На мое приглашение повидаться Феденька ответил кратко: «Не могу. Дела по горло. Утром — читаю и запасаюсь фактами; вечером — председательствую в комиссии. Когда-нибудь расскажу подробно». Разумеется, это известие еще больше взволновало меня. «В комиссии!», «председательствует!» — так и звенело у меня в ушах.

К сожалению, я — литератор. Было время, когда я не мог себе представить ничего завиднее этого положения. Теперь я это представление значительно видоизменил и выражаюсь уж так!: хорошо быть литератором, но не действующим, а бывшим. Да, именно так: не настоящим литератором, не тем, который мучительно мечтает, как бы объехать на кривой загадочного незнакомца, а тем, который, совершив все земное, ясными и примиренными глазами смотрит на жизненную суету, твердо уверенный, что суета эта пройдет мимо, не коснувшись до него ни единым запросом, ни единым унижением, ни единой тревогой…

Он послужил на свой пай литературе, и послужил достаточно; он принес и ей и обществу посильную дань пользы; он уврачевал множество скорбей и на бесчисленные раны пролил бальзам исцеления; он испытал в свое время и тревоги борьбы, и сладости одоления (разумеется, относительного); он предал забвению первые и с благодарным сердцем вспоминает о вторых; он вынес из своего литературного прошлого целый запас анекдотов, которыми многие годы может продовольствовать массу своих почитателей; он добился общего признания своих заслуг, и, наконец, — о, заслуга превыше всех заслуг! — он умел вовремя сознать, что из сего лимона более ничего не выжмешь, а затем смириться и воскликнуть: довольно! Какое положение может быть почтеннее этого?

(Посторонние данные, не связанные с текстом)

//! Full settlement flows through the public engine surface.

mod common;

use alloy_primitives::Address;
use alloy_signer_local::PrivateKeySigner;

use common::*;
use openswap_settlement::OrderExecution;
use openswap_strategies::collection::CollectionOfferTakerParams;
use openswap_strategies::dutch::{DutchAuctionMakerParams, DutchAuctionTakerParams};
use openswap_strategies::standard::StandardTakerParams;
use openswap_types::{AssetType, MakerOrder, OpenswapError, OrderNonceStatus, TakerOrder};

const PRICE: u128 = 1_000_000;

#[test]
fn taker_bid_distributes_all_fee_legs() {
    let mut engine = engine();
    let mut world = World::new();
    let key = PrivateKeySigner::random();

    engine.set_affiliate_program_active(owner(), true).unwrap();
    engine.update_affiliate_rate(owner(), affiliate(), 2_000).unwrap();

    let mut execution = signed_ask(&engine, &key, PRICE);
    execution.affiliate = Some(affiliate());

    world.creator_fees.set_collection_royalty(execution.maker.collection, creator(), 50);
    world.ledger.deposit(Address::ZERO, taker(), PRICE);
    world.assets.mint_erc721(execution.maker.collection, 1, key.address());

    let event = engine.execute_taker_bid(&execution, &mut world.collab()).unwrap();

    assert_eq!(event.price, PRICE);
    assert_eq!(event.fees.protocol_fee, 16_000);
    assert_eq!(event.fees.affiliate_fee, Some((affiliate(), 4_000)));
    assert_eq!(event.fees.creator_fee, Some((creator(), 5_000)));
    assert_eq!(event.fees.seller_proceeds, 975_000);
    assert_eq!(event.fees.total(), PRICE);

    assert_eq!(world.ledger.balance(Address::ZERO, taker()), 0);
    assert_eq!(world.ledger.balance(Address::ZERO, key.address()), 975_000);
    assert_eq!(world.ledger.balance(Address::ZERO, fee_recipient()), 16_000);
    assert_eq!(world.ledger.balance(Address::ZERO, creator()), 5_000);
    assert_eq!(world.ledger.balance(Address::ZERO, affiliate()), 4_000);
    assert_eq!(world.assets.owner_of(execution.maker.collection, 1), Some(taker()));
}

#[test]
fn taker_ask_settles_a_maker_bid() {
    let mut engine = engine();
    let mut world = World::new();
    let key = PrivateKeySigner::random();

    let maker = MakerOrder::dummy_bid(key.address(), erc20(), PRICE);
    let execution = sign_order(&engine, &key, maker);

    // The maker is the buyer here: payment comes out of the signer's
    // balance, the asset comes from the taker.
    world.ledger.deposit(erc20(), key.address(), PRICE);
    world.assets.mint_erc721(execution.maker.collection, 1, taker());

    let event = engine.execute_taker_ask(&execution, &mut world.collab()).unwrap();

    assert_eq!(event.fees.protocol_fee, 20_000);
    assert_eq!(world.ledger.balance(erc20(), taker()), 980_000);
    assert_eq!(world.ledger.balance(erc20(), fee_recipient()), 20_000);
    assert_eq!(world.assets.owner_of(execution.maker.collection, 1), Some(key.address()));
}

#[test]
fn maker_bid_in_native_currency_rejected() {
    let mut engine = engine();
    let mut world = World::new();
    let key = PrivateKeySigner::random();

    let maker = MakerOrder::dummy_bid(key.address(), Address::ZERO, PRICE);
    let execution = sign_order(&engine, &key, maker);

    let err = engine.execute_taker_ask(&execution, &mut world.collab()).unwrap_err();
    assert!(matches!(err, OpenswapError::CurrencyInvalid(_)));
}

#[test]
fn taker_price_restatement_must_match_exactly() {
    let mut engine = engine();
    let mut world = World::new();
    let key = PrivateKeySigner::random();

    let mut execution = signed_ask(&engine, &key, PRICE);
    world.ledger.deposit(Address::ZERO, taker(), 2 * PRICE);
    world.assets.mint_erc721(execution.maker.collection, 1, key.address());

    execution.taker.additional_parameters = serde_json::to_vec(&StandardTakerParams {
        price: PRICE - 1,
        item_ids: execution.maker.item_ids.clone(),
        amounts: execution.maker.amounts.clone(),
    })
    .unwrap();
    let err = engine.execute_taker_bid(&execution, &mut world.collab()).unwrap_err();
    assert!(matches!(err, OpenswapError::OrderInvalid { .. }));

    execution.taker.additional_parameters = serde_json::to_vec(&StandardTakerParams {
        price: PRICE,
        item_ids: execution.maker.item_ids.clone(),
        amounts: execution.maker.amounts.clone(),
    })
    .unwrap();
    assert!(engine.execute_taker_bid(&execution, &mut world.collab()).is_ok());
}

#[test]
fn settled_order_cannot_be_replayed() {
    let mut engine = engine();
    let mut world = World::new();
    let key = PrivateKeySigner::random();

    let execution = signed_ask(&engine, &key, PRICE);
    world.ledger.deposit(Address::ZERO, taker(), 2 * PRICE);
    world.assets.mint_erc721(execution.maker.collection, 1, key.address());

    engine.execute_taker_bid(&execution, &mut world.collab()).unwrap();

    // Give the asset back so only the nonce can stop the replay.
    world.assets.mint_erc721(execution.maker.collection, 1, key.address());
    let err = engine.execute_taker_bid(&execution, &mut world.collab()).unwrap_err();
    assert!(matches!(err, OpenswapError::WrongNonces));
}

#[test]
fn shared_order_nonce_fills_at_most_one() {
    let mut engine = engine();
    let mut world = World::new();
    let key = PrivateKeySigner::random();

    // Two different orders deliberately sharing order nonce 0.
    let first = signed_ask(&engine, &key, PRICE);
    let mut second_maker = MakerOrder::dummy_ask(key.address(), PRICE / 2);
    second_maker.item_ids = vec![2];
    let second = sign_order(&engine, &key, second_maker);

    world.ledger.deposit(Address::ZERO, taker(), 2 * PRICE);
    world.assets.mint_erc721(first.maker.collection, 1, key.address());
    world.assets.mint_erc721(first.maker.collection, 2, key.address());

    engine.execute_taker_bid(&first, &mut world.collab()).unwrap();
    let err = engine.execute_taker_bid(&second, &mut world.collab()).unwrap_err();
    assert!(matches!(err, OpenswapError::WrongNonces));
}

#[test]
fn global_nonce_increment_is_side_scoped() {
    let mut engine = engine();
    let mut world = World::new();
    let key = PrivateKeySigner::random();

    let stale_ask = signed_ask(&engine, &key, PRICE);
    let bid = sign_order(&engine, &key, MakerOrder::dummy_bid(key.address(), erc20(), PRICE));

    engine.increment_nonces(key.address(), false, true).unwrap();

    world.ledger.deposit(Address::ZERO, taker(), PRICE);
    world.ledger.deposit(erc20(), key.address(), PRICE);
    world.assets.mint_erc721(stale_ask.maker.collection, 1, key.address());

    let err = engine.execute_taker_bid(&stale_ask, &mut world.collab()).unwrap_err();
    assert!(matches!(err, OpenswapError::WrongNonces));

    // The bid side was not bumped; the maker bid still settles.
    world.assets.mint_erc721(bid.maker.collection, 1, taker());
    assert!(engine.execute_taker_ask(&bid, &mut world.collab()).is_ok());

    // An ask signed against the new counter is live.
    let mut fresh_maker = MakerOrder::dummy_ask(key.address(), PRICE);
    fresh_maker.global_nonce = 1;
    fresh_maker.order_nonce = 1;
    let fresh = sign_order(&engine, &key, fresh_maker);
    world.assets.mint_erc721(fresh.maker.collection, 1, key.address());
    assert!(engine.execute_taker_bid(&fresh, &mut world.collab()).is_ok());
}

#[test]
fn subset_cancellation_invalidates_carriers() {
    let mut engine = engine();
    let mut world = World::new();
    let key = PrivateKeySigner::random();

    let mut maker = MakerOrder::dummy_ask(key.address(), PRICE);
    maker.subset_nonce = 7;
    let execution = sign_order(&engine, &key, maker);

    engine.cancel_subset_nonces(key.address(), &[7]).unwrap();

    world.ledger.deposit(Address::ZERO, taker(), PRICE);
    world.assets.mint_erc721(execution.maker.collection, 1, key.address());

    let err = engine.execute_taker_bid(&execution, &mut world.collab()).unwrap_err();
    assert!(matches!(err, OpenswapError::WrongNonces));
}

#[test]
fn failed_transfer_unwinds_all_effects() {
    let mut engine = engine();
    let mut world = World::new();
    let key = PrivateKeySigner::random();

    let execution = signed_ask(&engine, &key, PRICE);
    // Enough for the seller leg (980_000) but not the protocol fee.
    world.ledger.deposit(Address::ZERO, taker(), 980_000);
    world.assets.mint_erc721(execution.maker.collection, 1, key.address());

    let err = engine.execute_taker_bid(&execution, &mut world.collab()).unwrap_err();
    assert!(matches!(err, OpenswapError::InsufficientBalance { .. }));

    assert_eq!(world.ledger.balance(Address::ZERO, taker()), 980_000);
    assert_eq!(world.ledger.balance(Address::ZERO, key.address()), 0);
    assert_eq!(world.assets.owner_of(execution.maker.collection, 1), Some(key.address()));
    assert_eq!(
        engine.user_nonces(key.address()).order_status(0),
        OrderNonceStatus::Unused
    );
}

#[test]
fn collection_offer_fills_cumulatively() {
    let mut engine = engine();
    let mut world = World::new();
    let key = PrivateKeySigner::random();
    let strategy_id = register_collection_offer(&mut engine);

    let mut maker = MakerOrder::dummy_bid(key.address(), erc20(), 100);
    maker.strategy_id = strategy_id;
    maker.asset_type = AssetType::Erc1155;
    maker.item_ids = Vec::new();
    maker.amounts = vec![5];
    let mut execution = sign_order(&engine, &key, maker);

    world.ledger.deposit(erc20(), key.address(), 500);
    world.assets.mint_erc1155(execution.maker.collection, 7, taker(), 5);

    execution.taker.additional_parameters =
        serde_json::to_vec(&CollectionOfferTakerParams { item_id: 7, amount: 2 }).unwrap();
    let event = engine.execute_taker_ask(&execution, &mut world.collab()).unwrap();
    assert_eq!(event.price, 200, "per-unit pricing");
    assert!(!event.nonce_fully_consumed);

    execution.taker.additional_parameters =
        serde_json::to_vec(&CollectionOfferTakerParams { item_id: 7, amount: 3 }).unwrap();
    let event = engine.execute_taker_ask(&execution, &mut world.collab()).unwrap();
    assert!(event.nonce_fully_consumed);

    assert_eq!(world.assets.units_of(execution.maker.collection, 7, key.address()), 5);
    assert_eq!(engine.user_nonces(key.address()).order_status(0), OrderNonceStatus::FullyExecuted);

    // The budget is spent; a third fill is a replay.
    execution.taker.additional_parameters =
        serde_json::to_vec(&CollectionOfferTakerParams { item_id: 7, amount: 1 }).unwrap();
    let err = engine.execute_taker_ask(&execution, &mut world.collab()).unwrap_err();
    assert!(matches!(err, OpenswapError::WrongNonces));
}

#[test]
fn dutch_auction_enforces_price_bound() {
    let mut engine = engine();
    let mut world = World::new();
    let key = PrivateKeySigner::random();
    let strategy_id = register_dutch_auction(&mut engine);

    // Start price equal to the floor keeps the current price constant,
    // independent of the wall clock.
    let mut maker = MakerOrder::dummy_ask(key.address(), 2_000);
    maker.strategy_id = strategy_id;
    maker.additional_parameters =
        serde_json::to_vec(&DutchAuctionMakerParams { start_price: 2_000 }).unwrap();
    let mut execution = sign_order(&engine, &key, maker);

    world.ledger.deposit(Address::ZERO, taker(), 10_000);
    world.assets.mint_erc721(execution.maker.collection, 1, key.address());

    execution.taker.additional_parameters =
        serde_json::to_vec(&DutchAuctionTakerParams { max_price: 1_999 }).unwrap();
    let err = engine.execute_taker_bid(&execution, &mut world.collab()).unwrap_err();
    assert!(matches!(err, OpenswapError::BidTooLow { current: 2_000, .. }));

    execution.taker.additional_parameters =
        serde_json::to_vec(&DutchAuctionTakerParams { max_price: 5_000 }).unwrap();
    let event = engine.execute_taker_bid(&execution, &mut world.collab()).unwrap();
    assert_eq!(event.price, 2_000, "settles at the current price, not the bid");
}

#[test]
fn contract_signer_path() {
    let mut engine = engine();
    let mut world = World::new();
    let contract_signer = Address::repeat_byte(0x5c);

    let maker = MakerOrder::dummy_ask(contract_signer, PRICE);
    let execution = OrderExecution {
        taker: TakerOrder::new(taker()),
        maker,
        signature: vec![0xab; 12],
        merkle: None,
        affiliate: None,
    };

    world.ledger.deposit(Address::ZERO, taker(), 2 * PRICE);
    world.assets.mint_erc721(execution.maker.collection, 1, contract_signer);

    world.signers.register(contract_signer, false);
    let err = engine.execute_taker_bid(&execution, &mut world.collab()).unwrap_err();
    assert!(matches!(err, OpenswapError::ContractSignerRejected(_)));

    world.signers.register(contract_signer, true);
    assert!(engine.execute_taker_bid(&execution, &mut world.collab()).is_ok());
}

#[test]
fn chain_drift_blocks_settlement_until_rebind() {
    let mut engine = engine();
    let mut world = World::new();
    let key = PrivateKeySigner::random();

    let execution = signed_ask(&engine, &key, PRICE);
    world.ledger.deposit(Address::ZERO, taker(), 2 * PRICE);
    world.assets.mint_erc721(execution.maker.collection, 1, key.address());

    engine.set_chain_id(owner(), 5).unwrap();
    let err = engine.execute_taker_bid(&execution, &mut world.collab()).unwrap_err();
    assert!(matches!(
        err,
        OpenswapError::ChainIdMismatch { bound: 1, current: 5 }
    ));

    // Rebinding the domain invalidates signatures made under the old one.
    let old_separator = engine.domain_separator();
    engine.update_domain_separator(owner()).unwrap();
    assert_ne!(engine.domain_separator(), old_separator);
    let err = engine.execute_taker_bid(&execution, &mut world.collab()).unwrap_err();
    assert!(matches!(err, OpenswapError::SignerMismatch { .. }));

    // Re-signing under the rebound domain settles.
    let resigned = sign_order(&engine, &key, execution.maker.clone());
    assert!(engine.execute_taker_bid(&resigned, &mut world.collab()).is_ok());
}

#[test]
fn quote_type_must_match_entry_point() {
    let mut engine = engine();
    let mut world = World::new();
    let key = PrivateKeySigner::random();

    let ask = signed_ask(&engine, &key, PRICE);
    let err = engine.execute_taker_ask(&ask, &mut world.collab()).unwrap_err();
    assert!(matches!(err, OpenswapError::QuoteTypeInvalid));

    let bid = sign_order(&engine, &key, MakerOrder::dummy_bid(key.address(), erc20(), PRICE));
    let err = engine.execute_taker_bid(&bid, &mut world.collab()).unwrap_err();
    assert!(matches!(err, OpenswapError::QuoteTypeInvalid));
}

#[test]
fn expired_order_rejected() {
    let mut engine = engine();
    let mut world = World::new();
    let key = PrivateKeySigner::random();

    let mut maker = MakerOrder::dummy_ask(key.address(), PRICE);
    maker.end_time = 10;
    let execution = sign_order(&engine, &key, maker);

    let err = engine.execute_taker_bid(&execution, &mut world.collab()).unwrap_err();
    assert!(matches!(err, OpenswapError::OutsideOfTimeRange { .. }));
}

Он уж не литератор, но не считать его литератором — нет никакой возможности. Во-первых, это значило бы обидеть человека ни в чем не повинного, кроме маститости; во-вторых, это было бы жестоко, ибо исключение из литературного сонмища лишило бы его утешения рассказывать, каким путем он был приведен к необходимости написать свой первый триолет; и в-третьих, это было бы неправильно и потому, что, несмотря на «отставку», от всей фигуры этого счастливого человека все еще так и прыщет триолетами и акростихами. Правда, что все это триолеты прошлого; но кто же поручится, что он вот-вот и сейчас не разразится каким-нибудь рондо?

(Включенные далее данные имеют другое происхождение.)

//! Error types for the OpenSwap settlement engine.
//!
//! All errors use the `OSW_ERR_` prefix convention for easy grepping in logs.
//! Error codes are grouped by subsystem:
//! - 1xx: Order shape / content errors
//! - 2xx: Nonce / replay-protection errors
//! - 3xx: Signature errors
//! - 4xx: Merkle batch-commitment errors
//! - 5xx: Strategy errors
//! - 6xx: Fee errors
//! - 7xx: Settlement / transfer / reentrancy errors
//! - 8xx: Domain / admin errors
//! - 9xx: General / internal errors

use alloy_primitives::Address;
use thiserror::Error;

/// Central error enum for all OpenSwap operations.
///
/// Every fatal condition is distinguishable by a unique variant so callers
/// can branch on cause. Nothing here is swallowed silently; the only place
/// an error is caught rather than propagated is the explicit skip path of a
/// non-atomic batch.
#[derive(Debug, Error)]
pub enum OpenswapError {
    // =================================================================
    // Order Errors (1xx)
    // =================================================================
    /// The order is structurally invalid (empty or mismatched item/amount
    /// lists, price mismatch, undecodable strategy parameters, ...).
    #[error("OSW_ERR_100: Invalid order: {reason}")]
    OrderInvalid { reason: String },

    /// The order's quote type does not match the entry point it was
    /// submitted through (e.g. a bid passed to `execute_taker_bid`).
    #[error("OSW_ERR_101: Quote type does not match entry point")]
    QuoteTypeInvalid,

    /// The order's validity window does not cover the current time.
    #[error("OSW_ERR_102: Order outside of time range [{start}, {end}], now {now}")]
    OutsideOfTimeRange { start: i64, end: i64, now: i64 },

    /// The settlement currency is not allowed for this order side, or is
    /// inconsistent across a non-atomic batch.
    #[error("OSW_ERR_103: Invalid settlement currency {0}")]
    CurrencyInvalid(Address),

    /// An input array was empty or mismatched in length.
    #[error("OSW_ERR_104: Invalid input lengths")]
    LengthsInvalid,

    // =================================================================
    // Nonce Errors (2xx)
    // =================================================================
    /// Replay protection rejected the order: stale global nonce, cancelled
    /// subset nonce, or an order nonce that no longer permits this fill.
    #[error("OSW_ERR_200: Wrong nonces")]
    WrongNonces,

    // =================================================================
    // Signature Errors (3xx)
    // =================================================================
    /// The signature blob is neither 64 (compact) nor 65 bytes long.
    #[error("OSW_ERR_300: Invalid signature length: {0}")]
    InvalidSignatureLength(usize),

    /// The recovery parameter `v` is outside {27, 28}.
    #[error("OSW_ERR_301: Invalid signature parameter v: {0}")]
    BadSignatureV(u8),

    /// The `s` scalar lies in the upper half of the curve order (malleable).
    #[error("OSW_ERR_302: Invalid signature parameter s")]
    BadSignatureS,

    /// Recovery produced the zero address.
    #[error("OSW_ERR_303: Recovered signer is the null address")]
    NullSignerAddress,

    /// Recovery succeeded but yielded a different address than the
    /// purported signer.
    #[error("OSW_ERR_304: Signer mismatch: expected {expected}, recovered {recovered}")]
    SignerMismatch {
        expected: Address,
        recovered: Address,
    },

    /// The contract-based signer's verification callback did not return the
    /// magic acceptance value.
    #[error("OSW_ERR_305: Contract signer {0} rejected the signature")]
    ContractSignerRejected(Address),

    /// The ECDSA public-key recovery itself failed.
    #[error("OSW_ERR_306: Signature recovery failed")]
    SignatureRecoveryFailed,

    // =================================================================
    // Merkle Errors (4xx)
    // =================================================================
    /// The inclusion proof is empty or deeper than the supported maximum.
    #[error("OSW_ERR_400: Merkle proof too large: depth {0}")]
    MerkleProofTooLarge(usize),

    /// The inclusion proof does not link the order hash to the signed root.
    #[error("OSW_ERR_401: Merkle proof invalid")]
    MerkleProofInvalid,

    /// A Merkle tree cannot be built from zero leaves.
    #[error("OSW_ERR_402: Merkle tree has no leaves")]
    MerkleTreeEmpty,

    // =================================================================
    // Strategy Errors (5xx)
    // =================================================================
    /// The strategy id is unregistered, inactive, or restricted to the
    /// other maker side.
    #[error("OSW_ERR_500: Strategy {0} not available")]
    StrategyNotAvailable(u32),

    /// Strategy fee bounds violate the invariant
    /// `standard, minTotal <= maxProtocol <= global ceiling`.
    #[error("OSW_ERR_501: Strategy fee bounds invalid")]
    StrategyFeesInvalid,

    /// An auction-style strategy received a taker bid below the current
    /// settlement price.
    #[error("OSW_ERR_502: Bid {bid} below current price {current}")]
    BidTooLow { bid: u128, current: u128 },

    /// No strategy is registered under this id.
    #[error("OSW_ERR_503: Strategy {0} not found")]
    StrategyNotFound(u32),

    // =================================================================
    // Fee Errors (6xx)
    // =================================================================
    /// The creator fee rate exceeds the configured cap.
    #[error("OSW_ERR_600: Creator fee too high: {bp} bp")]
    CreatorFeeTooHigh { bp: u16 },

    /// Items of one bundle resolved to different royalty recipients or
    /// rates; the whole trade fails.
    #[error("OSW_ERR_601: Bundle royalty recipients or rates mismatch")]
    BundleRoyaltyMismatch,

    /// A basis-point rate above 100% was supplied.
    #[error("OSW_ERR_602: Percentage too high: {0} bp")]
    PercentageTooHigh(u16),

    // =================================================================
    // Settlement Errors (7xx)
    // =================================================================
    /// A guarded entry point was re-entered while another guarded call was
    /// still in flight.
    #[error("OSW_ERR_700: Reentrancy detected")]
    ReentrancyFail,

    /// An asset or currency transfer adapter failed.
    #[error("OSW_ERR_701: Transfer failed: {reason}")]
    TransferFailed { reason: String },

    /// Not enough ledger balance to fund the transfer.
    #[error("OSW_ERR_702: Insufficient balance: need {needed}, have {available}")]
    InsufficientBalance { needed: u128, available: u128 },

    /// Every sub-order of a non-atomic batch failed.
    #[error("OSW_ERR_703: No orders executed")]
    NoOrdersExecuted,

    // =================================================================
    // Domain / Admin Errors (8xx)
    // =================================================================
    /// The live chain id no longer matches the one bound into the signing
    /// domain; signed orders are stale.
    #[error("OSW_ERR_800: Chain id mismatch: domain bound to {bound}, running on {current}")]
    ChainIdMismatch { bound: u64, current: u64 },

    /// Domain recomputation produced the value already cached.
    #[error("OSW_ERR_801: Domain separator unchanged")]
    SameDomainSeparator,

    /// The caller is not authorized for this operation.
    #[error("OSW_ERR_802: Caller invalid")]
    CallerInvalid,

    // =================================================================
    // General / Internal (9xx)
    // =================================================================
    /// Unrecoverable internal error.
    #[error("OSW_ERR_900: Internal error: {0}")]
    Internal(String),
}

/// Crate-wide `Result` alias.
pub type Result<T> = std::result::Result<T, OpenswapError>;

Человеку, которого, в течение 30–40 лет, насквозь пронизывала литературная «проходимость» и сопряженные с нею учреждения, перестать сознавать себя литератором столь же немыслимо, как рыбной ватаге, насквозь пропитанной тузлуком, перестать быть ватагою. Сверх того, правильно или неправильно, но с званием литератора, в общественном мнении, соединяется представление об «умном человеке». Княгиня Долгоухова, приглашая к себе на чашку чая графиню Корноухову, говорит: у меня будет литератор такой-то, и это означает, в переводе на обыкновенный язык: будет человек интересный, умный, nous nous amuserons. Стало быть, отказ от звания литератора был бы равносилен сопричислению себя к лику не умных людей, что́ совершенно противоестественно. Вот почему никто из вкусивших от «литературной проходимости» уже не отказывается от нее. Сгорбленный, с палочкой в руках, бредет отставной литератор по солнечной стороне Невского проспекта и все-таки сознает себя литератором. Он уже утратил «словесность» и даже в крайних случаях только разевает рот, но в те немногие минуты, когда кашель, одышка, цензурные сердцебиения (особливая, свойственная только литератору, болезнь) и прочие недуги оставляют его свободным, он пользуется этими сладкими мгновениями, чтобы коснеющим языком провозгласить: да, я — еще литератор!